PROBLEM
Transcribe the records below line by line, exactly as they read.

TASK DATA
################
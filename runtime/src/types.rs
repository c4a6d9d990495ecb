//! Payload types carried on the runtime's broadcast channels.
//!
//! Each channel in [`crate::channel::Bus`] carries exactly one of these
//! message types. The serializable ones ([`SidebarCommand`],
//! [`ToastRequest`]) are also what the `trellis` CLI reads from scripts.

use std::fmt;
use std::rc::Rc;

use serde::{Deserialize, Serialize};

use crate::cx::Cx;
use crate::dom::NodeId;
use crate::error::ActionError;

/// Name of the overlay mutual-exclusion channel.
pub const OVERLAY_EVENT: &str = "trellis:popover";

/// Name of the sidebar control channel.
pub const SIDEBAR_EVENT: &str = "trellis:sidebar";

/// Name of the location-change channel.
pub const LOCATION_EVENT: &str = "trellis:locationchange";

/// Name of the notification creation channel.
pub const TOAST_EVENT: &str = "trellis:toast";

/// Name of the widget lifecycle channel.
pub const SIGNAL_EVENT: &str = "trellis:signal";

/// Announcement that an overlay widget is about to open.
#[derive(Debug, Clone, Copy, PartialEq, Eq)]
pub struct OverlayOpening {
    /// Root of the widget that is opening.
    pub source: NodeId,
}

/// What a [`SidebarCommand`] asks the sidebar to do.
#[derive(Debug, Clone, Copy, Default, PartialEq, Eq, Serialize, Deserialize)]
#[serde(rename_all = "lowercase")]
pub enum SidebarAction {
    Open,
    Close,
    #[default]
    Toggle,
}

/// Programmatic sidebar control.
#[derive(Debug, Clone, Default, PartialEq, Eq, Serialize, Deserialize)]
pub struct SidebarCommand {
    /// Only the sidebar with this `id` attribute reacts; `None` addresses all.
    #[serde(default, skip_serializing_if = "Option::is_none")]
    pub id: Option<String>,

    #[serde(default)]
    pub action: SidebarAction,
}

impl SidebarCommand {
    /// A command addressed to every sidebar.
    #[must_use]
    pub fn all(action: SidebarAction) -> Self {
        Self { id: None, action }
    }

    /// A command addressed to the sidebar with the given id.
    #[must_use]
    pub fn to(id: impl Into<String>, action: SidebarAction) -> Self {
        Self {
            id: Some(id.into()),
            action,
        }
    }
}

/// How the location changed.
#[derive(Debug, Clone, Copy, PartialEq, Eq, Serialize, Deserialize)]
#[serde(rename_all = "snake_case")]
pub enum NavigationCause {
    /// `push_state` was called.
    Push,
    /// `replace_state` was called.
    Replace,
    /// Native back/forward traversal.
    Traverse,
}

/// The current location after a navigation.
#[derive(Debug, Clone, PartialEq, Eq, Serialize, Deserialize)]
pub struct LocationChange {
    pub path: String,
    pub cause: NavigationCause,
}

/// Lifecycle and value notifications emitted by widgets.
#[derive(Debug, Clone, PartialEq, Eq)]
pub enum WidgetSignal {
    /// A root was successfully initialized by a component.
    Initialized { component: String, root: NodeId },
    /// A picker committed a new value.
    Changed { root: NodeId, value: String },
}

/// Notification category.
#[derive(Debug, Clone, Copy, Default, PartialEq, Eq, Hash, Serialize, Deserialize)]
#[serde(rename_all = "lowercase")]
pub enum ToastCategory {
    Success,
    Error,
    #[default]
    Info,
    Warning,
}

impl ToastCategory {
    /// Attribute value used for `data-category`.
    #[must_use]
    pub fn as_str(self) -> &'static str {
        match self {
            Self::Success => "success",
            Self::Error => "error",
            Self::Info => "info",
            Self::Warning => "warning",
        }
    }

    /// ARIA role of a toast in this category.
    #[must_use]
    pub fn role(self) -> &'static str {
        match self {
            Self::Error => "alert",
            _ => "status",
        }
    }
}

impl fmt::Display for ToastCategory {
    fn fmt(&self, f: &mut fmt::Formatter<'_>) -> fmt::Result {
        f.write_str(self.as_str())
    }
}

/// Callback run when a toast's action or cancel button is activated.
///
/// Receives the toast's root. The toast is dismissed afterwards either way;
/// an error is logged.
pub type ToastHandler = Rc<dyn Fn(&mut Cx, NodeId) -> Result<(), ActionError>>;

/// Primary control in a toast footer: a link or a button with a handler.
#[derive(Clone, Default, Serialize, Deserialize)]
pub struct ToastAction {
    pub label: String,

    #[serde(default, skip_serializing_if = "Option::is_none")]
    pub href: Option<String>,

    #[serde(skip)]
    pub handler: Option<ToastHandler>,
}

impl ToastAction {
    /// An action rendered as a link.
    #[must_use]
    pub fn link(label: impl Into<String>, href: impl Into<String>) -> Self {
        Self {
            label: label.into(),
            href: Some(href.into()),
            handler: None,
        }
    }

    /// An action rendered as a button running `handler`.
    #[must_use]
    pub fn button<F>(label: impl Into<String>, handler: F) -> Self
    where
        F: Fn(&mut Cx, NodeId) -> Result<(), ActionError> + 'static,
    {
        Self {
            label: label.into(),
            href: None,
            handler: Some(Rc::new(handler)),
        }
    }
}

impl fmt::Debug for ToastAction {
    fn fmt(&self, f: &mut fmt::Formatter<'_>) -> fmt::Result {
        f.debug_struct("ToastAction")
            .field("label", &self.label)
            .field("href", &self.href)
            .field("handler", &self.handler.as_ref().map(|_| "<fn>"))
            .finish()
    }
}

/// Secondary footer control.
#[derive(Clone, Default, Serialize, Deserialize)]
pub struct ToastCancel {
    pub label: String,

    #[serde(skip)]
    pub handler: Option<ToastHandler>,
}

impl ToastCancel {
    #[must_use]
    pub fn new(label: impl Into<String>) -> Self {
        Self {
            label: label.into(),
            handler: None,
        }
    }

    #[must_use]
    pub fn with_handler<F>(mut self, handler: F) -> Self
    where
        F: Fn(&mut Cx, NodeId) -> Result<(), ActionError> + 'static,
    {
        self.handler = Some(Rc::new(handler));
        self
    }
}

impl fmt::Debug for ToastCancel {
    fn fmt(&self, f: &mut fmt::Formatter<'_>) -> fmt::Result {
        f.debug_struct("ToastCancel")
            .field("label", &self.label)
            .field("handler", &self.handler.as_ref().map(|_| "<fn>"))
            .finish()
    }
}

/// Request to render a notification.
///
/// ```json
/// { "category": "error", "title": "Save failed", "duration": 8000 }
/// ```
#[derive(Debug, Clone, Default, Serialize, Deserialize)]
pub struct ToastRequest {
    #[serde(default)]
    pub category: ToastCategory,

    #[serde(default, skip_serializing_if = "Option::is_none")]
    pub title: Option<String>,

    #[serde(default, skip_serializing_if = "Option::is_none")]
    pub description: Option<String>,

    #[serde(default, skip_serializing_if = "Option::is_none")]
    pub action: Option<ToastAction>,

    #[serde(default, skip_serializing_if = "Option::is_none")]
    pub cancel: Option<ToastCancel>,

    /// Milliseconds before auto-dismissal; `-1` disables it.
    #[serde(default, skip_serializing_if = "Option::is_none")]
    pub duration: Option<i64>,

    /// Icon name overriding the category icon.
    #[serde(default, skip_serializing_if = "Option::is_none")]
    pub icon: Option<String>,
}

impl ToastRequest {
    /// A request with the given category and title.
    #[must_use]
    pub fn new(category: ToastCategory, title: impl Into<String>) -> Self {
        Self {
            category,
            title: Some(title.into()),
            ..Self::default()
        }
    }

    #[must_use]
    pub fn description(mut self, description: impl Into<String>) -> Self {
        self.description = Some(description.into());
        self
    }

    #[must_use]
    pub fn duration(mut self, millis: i64) -> Self {
        self.duration = Some(millis);
        self
    }

    #[must_use]
    pub fn action(mut self, action: ToastAction) -> Self {
        self.action = Some(action);
        self
    }

    #[must_use]
    pub fn cancel(mut self, cancel: ToastCancel) -> Self {
        self.cancel = Some(cancel);
        self
    }

    #[must_use]
    pub fn icon(mut self, icon: impl Into<String>) -> Self {
        self.icon = Some(icon.into());
        self
    }
}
################
EXERCISE ANSWER
filename runtime/src/types.rs
repository c4a6d9d990495ecb
//! Payload types carried on the runtime's broadcast channels.
//!
//! Each channel in [`crate::channel::Bus`] carries exactly one of these
//! message types. The serializable ones ([`SidebarCommand`],
//! [`ToastRequest`]) are also what the `trellis` CLI reads from scripts.

use std::fmt;
use std::rc::Rc;

use serde::{Deserialize, Serialize};

use crate::cx::Cx;
use crate::dom::NodeId;
use crate::error::ActionError;

/// Name of the overlay mutual-exclusion channel.
pub const OVERLAY_EVENT: &str = "trellis:popover";

/// Name of the sidebar control channel.
pub const SIDEBAR_EVENT: &str = "trellis:sidebar";

/// Name of the location-change channel.
pub const LOCATION_EVENT: &str = "trellis:locationchange";

/// Name of the notification creation channel.
pub const TOAST_EVENT: &str = "trellis:toast";

/// Name of the widget lifecycle channel.
pub const SIGNAL_EVENT: &str = "trellis:signal";

/// Announcement that an overlay widget is about to open.
#[derive(Debug, Clone, Copy, PartialEq, Eq)]
pub struct OverlayOpening {
    /// Root of the widget that is opening.
    pub source: NodeId,
}

/// What a [`SidebarCommand`] asks the sidebar to do.
#[derive(Debug, Clone, Copy, Default, PartialEq, Eq, Serialize, Deserialize)]
#[serde(rename_all = "lowercase")]
pub enum SidebarAction {
    Open,
    Close,
    #[default]
    Toggle,
}

/// Programmatic sidebar control.
#[derive(Debug, Clone, Default, PartialEq, Eq, Serialize, Deserialize)]
pub struct SidebarCommand {
    /// Only the sidebar with this `id` attribute reacts; `None` addresses all.
    #[serde(default, skip_serializing_if = "Option::is_none")]
    pub id: Option<String>,

    #[serde(default)]
    pub action: SidebarAction,
}

impl SidebarCommand {
    /// A command addressed to every sidebar.
    #[must_use]
    pub fn all(action: SidebarAction) -> Self {
        Self { id: None, action }
    }

    /// A command addressed to the sidebar with the given id.
    #[must_use]
    pub fn to(id: impl Into<String>, action: SidebarAction) -> Self {
        Self {
            id: Some(id.into()),
            action,
        }
    }
}

/// How the location changed.
#[derive(Debug, Clone, Copy, PartialEq, Eq, Serialize, Deserialize)]
#[serde(rename_all = "snake_case")]
pub enum NavigationCause {
    /// `push_state` was called.
    Push,
    /// `replace_state` was called.
    Replace,
    /// Native back/forward traversal.
    Traverse,
}

/// The current location after a navigation.
#[derive(Debug, Clone, PartialEq, Eq, Serialize, Deserialize)]
pub struct LocationChange {
    pub path: String,
    pub cause: NavigationCause,
}

/// Lifecycle and value notifications emitted by widgets.
#[derive(Debug, Clone, PartialEq, Eq)]
pub enum WidgetSignal {
    /// A root was successfully initialized by a component.
    Initialized { component: String, root: NodeId },
    /// A picker committed a new value.
    Changed { root: NodeId, value: String },
}

/// Notification category.
#[derive(Debug, Clone, Copy, Default, PartialEq, Eq, Hash, Serialize, Deserialize)]
#[serde(rename_all = "lowercase")]
pub enum ToastCategory {
    Success,
    Error,
    #[default]
    Info,
    Warning,
}

impl ToastCategory {
    /// Attribute value used for `data-category`.
    #[must_use]
    pub fn as_str(self) -> &'static str {
        match self {
            Self::Success => "success",
            Self::Error => "error",
            Self::Info => "info",
            Self::Warning => "warning",
        }
    }

    /// ARIA role of a toast in this category.
    #[must_use]
    pub fn role(self) -> &'static str {
        match self {
            Self::Error => "alert",
            _ => "status",
        }
    }
}

impl fmt::Display for ToastCategory {
    fn fmt(&self, f: &mut fmt::Formatter<'_>) -> fmt::Result {
        f.write_str(self.as_str())
    }
}

/// Callback run when a toast's action or cancel button is activated.
///
/// Receives the toast's root. The toast is dismissed afterwards either way;
/// an error is logged.
pub type ToastHandler = Rc<dyn Fn(&mut Cx, NodeId) -> Result<(), ActionError>>;

/// Primary control in a toast footer: a link or a button with a handler.
#[derive(Clone, Default, Serialize, Deserialize)]
pub struct ToastAction {
    pub label: String,

    #[serde(default, skip_serializing_if = "Option::is_none")]
    pub href: Option<String>,

    #[serde(skip)]
    pub handler: Option<ToastHandler>,
}

impl ToastAction {
    /// An action rendered as a link.
    #[must_use]
    pub fn link(label: impl Into<String>, href: impl Into<String>) -> Self {
        Self {
            label: label.into(),
            href: Some(href.into()),
            handler: None,
        }
    }

    /// An action rendered as a button running `handler`.
    #[must_use]
    pub fn button<F>(label: impl Into<String>, handler: F) -> Self
    where
        F: Fn(&mut Cx, NodeId) -> Result<(), ActionError> + 'static,
    {
        Self {
            label: label.into(),
            href: None,
            handler: Some(Rc::new(handler)),
        }
    }
}

impl fmt::Debug for ToastAction {
    fn fmt(&self, f: &mut fmt::Formatter<'_>) -> fmt::Result {
        f.debug_struct("ToastAction")
            .field("label", &self.label)
            .field("href", &self.href)
            .field("handler", &self.handler.as_ref().map(|_| "<fn>"))
            .finish()
    }
}

/// Secondary footer control.
#[derive(Clone, Default, Serialize, Deserialize)]
pub struct ToastCancel {
    pub label: String,

    #[serde(skip)]
    pub handler: Option<ToastHandler>,
}

impl ToastCancel {
    #[must_use]
    pub fn new(label: impl Into<String>) -> Self {
        Self {
            label: label.into(),
            handler: None,
        }
    }

    #[must_use]
    pub fn with_handler<F>(mut self, handler: F) -> Self
    where
        F: Fn(&mut Cx, NodeId) -> Result<(), ActionError> + 'static,
    {
        self.handler = Some(Rc::new(handler));
        self
    }
}

impl fmt::Debug for ToastCancel {
    fn fmt(&self, f: &mut fmt::Formatter<'_>) -> fmt::Result {
        f.debug_struct("ToastCancel")
            .field("label", &self.label)
            .field("handler", &self.handler.as_ref().map(|_| "<fn>"))
            .finish()
    }
}

/// Request to render a notification.
///
/// ```json
/// { "category": "error", "title": "Save failed", "duration": 8000 }
/// ```
#[derive(Debug, Clone, Default, Serialize, Deserialize)]
pub struct ToastRequest {
    #[serde(default)]
    pub category: ToastCategory,

    #[serde(default, skip_serializing_if = "Option::is_none")]
    pub title: Option<String>,

    #[serde(default, skip_serializing_if = "Option::is_none")]
    pub description: Option<String>,

    #[serde(default, skip_serializing_if = "Option::is_none")]
    pub action: Option<ToastAction>,

    #[serde(default, skip_serializing_if = "Option::is_none")]
    pub cancel: Option<ToastCancel>,

    /// Milliseconds before auto-dismissal; `-1` disables it.
    #[serde(default, skip_serializing_if = "Option::is_none")]
    pub duration: Option<i64>,

    /// Icon name overriding the category icon.
    #[serde(default, skip_serializing_if = "Option::is_none")]
    pub icon: Option<String>,
}

impl ToastRequest {
    /// A request with the given category and title.
    #[must_use]
    pub fn new(category: ToastCategory, title: impl Into<String>) -> Self {
        Self {
            category,
            title: Some(title.into()),
            ..Self::default()
        }
    }

    #[must_use]
    pub fn description(mut self, description: impl Into<String>) -> Self {
        self.description = Some(description.into());
        self
    }

    #[must_use]
    pub fn duration(mut self, millis: i64) -> Self {
        self.duration = Some(millis);
        self
    }

    #[must_use]
    pub fn action(mut self, action: ToastAction) -> Self {
        self.action = Some(action);
        self
    }

    #[must_use]
    pub fn cancel(mut self, cancel: ToastCancel) -> Self {
        self.cancel = Some(cancel);
        self
    }

    #[must_use]
    pub fn icon(mut self, icon: impl Into<String>) -> Self {
        self.icon = Some(icon.into());
        self
    }
}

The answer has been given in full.